Mrs. Dalloway said she would buy the flowers herself.
Mrs. Dalloway turns out to be a good choice of a book to read during a pandemic.

Mrs. Dalloway, as is noted on page 2 of the book, has been ill (“…she was over fifty, and grown very white since her illness.”) She has had “the influenza,” and it has affected her heart. The book takes place in 1923, so it is likely that Mrs. Dalloway became ill during, and survived, the flu pandemic of 1918.
In a recent article in The New Yorker, Evan Kindley writes about how the famous first line of the book – “Mrs. Dalloway said she would buy the flowers herself.” – is being repurposed in social media for our current situation, as in “Mrs. Dalloway said she would make the mask herself,” or “Mrs. Dalloway said she would order from @Instacart herself.” (Read more HERE.)

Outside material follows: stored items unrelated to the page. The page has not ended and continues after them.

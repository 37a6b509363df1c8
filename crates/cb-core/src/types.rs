//! Core type definitions for content blocker rules
//!
//! These types mirror the JSON rule list format consumed by the browser's
//! content blocking engine. All of them are plain immutable values; nothing is
//! validated at construction time.

use std::fmt;

// =============================================================================
// Action Types
// =============================================================================

/// Fieldless tag of an [`Action`].
#[derive(Debug, Clone, Copy, PartialEq, Eq, Hash)]
pub enum ActionType {
    /// Cancels the request
    Block,
    /// Strips cookies from the request
    BlockCookies,
    /// Hides elements matching a selector
    CssDisplayNone,
    /// Exception - discards actions of rules evaluated before this one
    IgnorePreviousRules,
    /// Upgrades the request to https
    MakeHttps,
}

impl ActionType {
    pub const ALL: [ActionType; 5] = [
        Self::Block,
        Self::BlockCookies,
        Self::CssDisplayNone,
        Self::IgnorePreviousRules,
        Self::MakeHttps,
    ];

    /// Canonical wire tag.
    pub fn tag(self) -> &'static str {
        match self {
            Self::Block => "block",
            Self::BlockCookies => "block-cookies",
            Self::CssDisplayNone => "css-display-none",
            Self::IgnorePreviousRules => "ignore-previous-rules",
            Self::MakeHttps => "make-https",
        }
    }

    pub fn from_tag(tag: &str) -> Option<Self> {
        Self::ALL.into_iter().find(|t| t.tag() == tag)
    }
}

impl fmt::Display for ActionType {
    fn fmt(&self, f: &mut fmt::Formatter<'_>) -> fmt::Result {
        f.write_str(self.tag())
    }
}

// =============================================================================
// Action
// =============================================================================

/// Effect applied when a trigger matches.
///
/// Only `css-display-none` carries a selector, so an action can never hold a
/// selector it would not use.
#[derive(Debug, Clone, PartialEq, Eq, Hash)]
pub enum Action {
    Block,
    BlockCookies,
    CssDisplayNone { selector: String },
    IgnorePreviousRules,
    MakeHttps,
}

impl Action {
    pub fn css_display_none(selector: impl Into<String>) -> Self {
        Self::CssDisplayNone {
            selector: selector.into(),
        }
    }

    pub fn action_type(&self) -> ActionType {
        match self {
            Self::Block => ActionType::Block,
            Self::BlockCookies => ActionType::BlockCookies,
            Self::CssDisplayNone { .. } => ActionType::CssDisplayNone,
            Self::IgnorePreviousRules => ActionType::IgnorePreviousRules,
            Self::MakeHttps => ActionType::MakeHttps,
        }
    }

    pub fn selector(&self) -> Option<&str> {
        match self {
            Self::CssDisplayNone { selector } => Some(selector),
            _ => None,
        }
    }
}

// =============================================================================
// Resource Types
// =============================================================================

/// Kind of resource a request loads.
#[derive(Debug, Clone, Copy, PartialEq, Eq, Hash)]
pub enum ResourceType {
    Document,
    Image,
    StyleSheet,
    Script,
    Font,
    Raw,
    SvgDocument,
    Media,
    Popup,
}

impl ResourceType {
    pub const ALL: [ResourceType; 9] = [
        Self::Document,
        Self::Image,
        Self::StyleSheet,
        Self::Script,
        Self::Font,
        Self::Raw,
        Self::SvgDocument,
        Self::Media,
        Self::Popup,
    ];

    pub fn tag(self) -> &'static str {
        match self {
            Self::Document => "document",
            Self::Image => "image",
            Self::StyleSheet => "style-sheet",
            Self::Script => "script",
            Self::Font => "font",
            Self::Raw => "raw",
            Self::SvgDocument => "svg-document",
            Self::Media => "media",
            Self::Popup => "popup",
        }
    }

    pub fn from_tag(tag: &str) -> Option<Self> {
        Self::ALL.into_iter().find(|t| t.tag() == tag)
    }

    pub fn mask(self) -> ResourceTypeMask {
        match self {
            Self::Document => ResourceTypeMask::DOCUMENT,
            Self::Image => ResourceTypeMask::IMAGE,
            Self::StyleSheet => ResourceTypeMask::STYLE_SHEET,
            Self::Script => ResourceTypeMask::SCRIPT,
            Self::Font => ResourceTypeMask::FONT,
            Self::Raw => ResourceTypeMask::RAW,
            Self::SvgDocument => ResourceTypeMask::SVG_DOCUMENT,
            Self::Media => ResourceTypeMask::MEDIA,
            Self::Popup => ResourceTypeMask::POPUP,
        }
    }
}

impl fmt::Display for ResourceType {
    fn fmt(&self, f: &mut fmt::Formatter<'_>) -> fmt::Result {
        f.write_str(self.tag())
    }
}

bitflags::bitflags! {
    /// Resource type bit mask (set view of a resource type list).
    #[derive(Debug, Clone, Copy, PartialEq, Eq, Hash)]
    pub struct ResourceTypeMask: u16 {
        const DOCUMENT = 1 << 0;
        const IMAGE = 1 << 1;
        const STYLE_SHEET = 1 << 2;
        const SCRIPT = 1 << 3;
        const FONT = 1 << 4;
        const RAW = 1 << 5;
        const SVG_DOCUMENT = 1 << 6;
        const MEDIA = 1 << 7;
        const POPUP = 1 << 8;
    }
}

impl FromIterator<ResourceType> for ResourceTypeMask {
    fn from_iter<I: IntoIterator<Item = ResourceType>>(iter: I) -> Self {
        iter.into_iter().fold(Self::empty(), |mask, t| mask | t.mask())
    }
}

// =============================================================================
// Load Types
// =============================================================================

/// Party of a request relative to the page that issued it.
#[derive(Debug, Clone, Copy, PartialEq, Eq, Hash)]
pub enum LoadType {
    FirstParty,
    ThirdParty,
}

impl LoadType {
    pub const ALL: [LoadType; 2] = [Self::FirstParty, Self::ThirdParty];

    pub fn tag(self) -> &'static str {
        match self {
            Self::FirstParty => "first-party",
            Self::ThirdParty => "third-party",
        }
    }

    pub fn from_tag(tag: &str) -> Option<Self> {
        Self::ALL.into_iter().find(|t| t.tag() == tag)
    }

    pub fn mask(self) -> LoadTypeMask {
        match self {
            Self::FirstParty => LoadTypeMask::FIRST_PARTY,
            Self::ThirdParty => LoadTypeMask::THIRD_PARTY,
        }
    }
}

impl fmt::Display for LoadType {
    fn fmt(&self, f: &mut fmt::Formatter<'_>) -> fmt::Result {
        f.write_str(self.tag())
    }
}

bitflags::bitflags! {
    /// Load type mask (first-party / third-party).
    #[derive(Debug, Clone, Copy, PartialEq, Eq, Hash)]
    pub struct LoadTypeMask: u8 {
        const FIRST_PARTY = 1 << 0;
        const THIRD_PARTY = 1 << 1;
        /// Matches both
        const ALL = Self::FIRST_PARTY.bits() | Self::THIRD_PARTY.bits();
    }
}

impl FromIterator<LoadType> for LoadTypeMask {
    fn from_iter<I: IntoIterator<Item = LoadType>>(iter: I) -> Self {
        iter.into_iter().fold(Self::empty(), |mask, t| mask | t.mask())
    }
}

// =============================================================================
// URL Selection
// =============================================================================

/// Domain or top-URL restriction. Exactly one form is active.
#[derive(Debug, Clone, PartialEq, Eq, Hash)]
pub enum UrlSelection {
    IfDomain(Vec<String>),
    UnlessDomain(Vec<String>),
    IfTopUrl(Vec<String>),
    UnlessTopUrl(Vec<String>),
}

/// Variant of a [`UrlSelection`] without its payload.
#[derive(Debug, Clone, Copy, PartialEq, Eq, Hash)]
pub enum UrlSelectionKind {
    IfDomain,
    UnlessDomain,
    IfTopUrl,
    UnlessTopUrl,
}

impl UrlSelectionKind {
    /// Wire key of the sibling field carrying this variant.
    pub fn key(self) -> &'static str {
        match self {
            Self::IfDomain => "if-domain",
            Self::UnlessDomain => "unless-domain",
            Self::IfTopUrl => "if-top-url",
            Self::UnlessTopUrl => "unless-top-url",
        }
    }
}

impl UrlSelection {
    pub fn new(kind: UrlSelectionKind, patterns: Vec<String>) -> Self {
        match kind {
            UrlSelectionKind::IfDomain => Self::IfDomain(patterns),
            UrlSelectionKind::UnlessDomain => Self::UnlessDomain(patterns),
            UrlSelectionKind::IfTopUrl => Self::IfTopUrl(patterns),
            UrlSelectionKind::UnlessTopUrl => Self::UnlessTopUrl(patterns),
        }
    }

    pub fn kind(&self) -> UrlSelectionKind {
        match self {
            Self::IfDomain(_) => UrlSelectionKind::IfDomain,
            Self::UnlessDomain(_) => UrlSelectionKind::UnlessDomain,
            Self::IfTopUrl(_) => UrlSelectionKind::IfTopUrl,
            Self::UnlessTopUrl(_) => UrlSelectionKind::UnlessTopUrl,
        }
    }

    pub fn patterns(&self) -> &[String] {
        match self {
            Self::IfDomain(p)
            | Self::UnlessDomain(p)
            | Self::IfTopUrl(p)
            | Self::UnlessTopUrl(p) => p,
        }
    }
}

// =============================================================================
// Trigger
// =============================================================================

/// Match condition of a rule. Absent optional fields restrict nothing.
#[derive(Debug, Clone, PartialEq, Eq, Hash)]
pub struct Trigger {
    /// Opaque regex-like pattern matched against the request URL
    pub url_filter: String,
    pub url_filter_case_sensitive: Option<bool>,
    pub resource_types: Option<Vec<ResourceType>>,
    pub load_types: Option<Vec<LoadType>>,
    pub url_selection: Option<UrlSelection>,
}

impl Trigger {
    pub fn new(url_filter: impl Into<String>) -> Self {
        Self {
            url_filter: url_filter.into(),
            url_filter_case_sensitive: None,
            resource_types: None,
            load_types: None,
            url_selection: None,
        }
    }

    pub fn with_case_sensitive(mut self, case_sensitive: bool) -> Self {
        self.url_filter_case_sensitive = Some(case_sensitive);
        self
    }

    pub fn with_resource_types(mut self, types: Vec<ResourceType>) -> Self {
        self.resource_types = Some(types);
        self
    }

    pub fn with_load_types(mut self, types: Vec<LoadType>) -> Self {
        self.load_types = Some(types);
        self
    }

    pub fn with_url_selection(mut self, selection: UrlSelection) -> Self {
        self.url_selection = Some(selection);
        self
    }
}

// =============================================================================
// Rule
// =============================================================================

#[derive(Debug, Clone, PartialEq, Eq, Hash)]
pub struct Rule {
    pub trigger: Trigger,
    pub action: Action,
}

impl Rule {
    pub fn new(trigger: Trigger, action: Action) -> Self {
        Self { trigger, action }
    }
}
//! Content Blocker Rule List Compiler
//!
//! This crate converts rule lists between the in-memory model and the JSON
//! document consumed by the browser's content blocking engine, and emits rule
//! lists in canonical order.

pub mod analysis;
pub mod builder;
pub mod codec;

pub use analysis::{find_redundant_rules, Redundancy};
pub use builder::{compile_rule_list, CompileOptions, CompileStats, CompiledRuleList};
pub use codec::{decode_rule, decode_rules, encode_rule, encode_rules, from_json_str, to_json_string, CodecError};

Pandemic references or not, Mrs. Dalloway is always a good choice of a book to read, for it never ceases to yield new insights, and Woolf’s prose never fails to astound (and often confound) with its brilliance. In Mrs. Dalloway, Virginia Woolf gives us so much: her brilliant stream of consciousness writing, a portrait of post-war London in the midst of modernization, and the story of a 52-year-old woman trying to discern meaning in her life, while twinning this with the story of Septimus Warren Smith, a “shell-shocked” WWI veteran on the verge of madness. Clarissa Dalloway has begun the day by purchasing flowers for the fancy party she is hosting that evening, and throughout the course of the one day during which the book takes place, the chain of actions set off by this sunny June day weave their way through London’s streets and in and out of the consciousness of so may of the city’s denizens.

I had scheduled a virtual class about the book as part of my Women’s Words series because: how can you teach a program on important writing by women without Woolf? I also scheduled the class as a challenge to myself: can I teach Woolf? Am I, as a teacher, ready to take this on?
I think my students will tell you that that I ably guided them through a thoughtful and careful examination of the book. As one of them said the next day: “I think we did justice to Clarissa.” But, knowing Woolf as much and also as little as I do, I’m guessing we missed more than we found. Which means that Mrs. Dalloway will be ripe and ready for my next reading, whenever that may happen to be.